One thing that particularly stands out is when a scene calls for a lot of exposition, and the writer has obviously chosen to write one long paragraph of dialogue and then randomly dish out sentences to different characters. It ends up sounding as though the characters are delivering a presentation to each other, having agreed in advance what they are going to say.

She goes on to ask about how to avoid this problem as writer. Well, first allow me to blush. Because before I got this letter, I'd've been far too ready to actually recommend this technique as a clever way to break up long bits of exposition delivered by a single character. Farm it out around the room and you can disguise it, I'd've said. But, of course, Victoria is right. Doing this runs the risk of exactly what she's talking about -- it sounds like one of those grade school performances in which each child's been assigned a different line of the poem to read out loud.

The problem is a tricky one and the best solution is probably to avoid getting into this situation at all -- parse the exposition out over more scenes, or let characters (and the audience) be less-well informend -- they'll pick it up as they go, which is often more interesting anyway.

But let's suppose there's no choice. Five people know a bunch of stuff and a sixth guy walks in and you simply have to have a big explain-o-fest.

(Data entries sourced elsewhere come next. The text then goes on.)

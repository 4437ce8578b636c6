//! Background backend reachability checks

use crate::llm::ChatTransport;
use serde::Serialize;
use std::sync::Arc;
use std::time::Duration;
use tokio::sync::watch;
use tokio::task::JoinHandle;
use tokio_util::sync::CancellationToken;

/// Last observed backend reachability
#[derive(Debug, Clone, Copy, PartialEq, Eq, Serialize)]
#[serde(rename_all = "snake_case")]
pub enum ConnectionStatus {
    Unknown,
    Online,
    Offline,
}

/// Polls the backend on an interval and publishes the result
pub struct ConnectionMonitor {
    cancel: CancellationToken,
    handle: JoinHandle<()>,
    status: watch::Receiver<ConnectionStatus>,
}

impl ConnectionMonitor {
    pub fn spawn(transport: Arc<dyn ChatTransport>, interval: Duration) -> Self {
        let (status_tx, status) = watch::channel(ConnectionStatus::Unknown);
        let cancel = CancellationToken::new();
        let token = cancel.clone();

        let handle = tokio::spawn(async move {
            tracing::info!(endpoint = %transport.endpoint(), "Starting connection monitor");
            loop {
                let reachable = tokio::select! {
                    biased;
                    () = token.cancelled() => break,
                    result = transport.list_models() => result.is_ok(),
                };

                let status = if reachable {
                    ConnectionStatus::Online
                } else {
                    ConnectionStatus::Offline
                };
                let previous = status_tx.send_replace(status);
                if previous != status {
                    tracing::info!(
                        endpoint = %transport.endpoint(),
                        status = ?status,
                        "Backend connection status changed"
                    );
                }

                tokio::select! {
                    biased;
                    () = token.cancelled() => break,
                    () = tokio::time::sleep(interval) => {}
                }
            }
            tracing::info!("Connection monitor stopped");
        });

        Self {
            cancel,
            handle,
            status,
        }
    }

    pub fn status(&self) -> watch::Receiver<ConnectionStatus> {
        self.status.clone()
    }

    /// Stop polling and wait for the task to exit
    pub async fn stop(self) {
        self.cancel.cancel();
        if let Err(e) = self.handle.await {
            tracing::warn!(error = %e, "Connection monitor ended abnormally");
        }
    }
}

Well, you can try using this as an opportunity to highlight your characters. Got someone impatient? Have them interrupt the explanation and take it over. Got two characters who don't like each other? Have them compete to be the one to deliver the information -- talking over each other. Got a natural leader? Show the others automatically deferring to her to sum up the info. This kind of thing can be big and overt, or you can just subtly use stage directions to indicate some pointed looks and eye-rolls that will let your reader see how the scene would be played.

I would also consider giving the characters different opinions on what happened. I don't just mean different opinions on what do next, but different interpretations of what they already know. Like this:

JULIAN
Then the alien started talking about how we're all gonna die--

HEATHER
Wait-- it wasn't a threat. It was a warning. Wasn't it?

JULIAN
It was a threat.

You can also have the characters learn new information in the process of relating it, instead of preparing them with all of it in advance:

KELLY
If we don't get the sprinkler system back on line, the whole place is gonna go up!

SHEILA
At least it'll only take out the one building.

MARGARET
(looking up from computer)
You're wrong. Their system's been hit, too. The whole neighborhood could go.

All you have to do is hold back some little bit for them to find and it becomes a much better scene.

The first step is realizing you have a problem scene. Thanks to Victoria for pointing it out!

Lunch: chopped salad with warm chicken (And many thanks to Anthony in Oregon who sends along a delicious-looking recipe for a spinach-strawberry salad with a much more appealing dressing than the one I've been dealing with here. Thanks, Anthony!)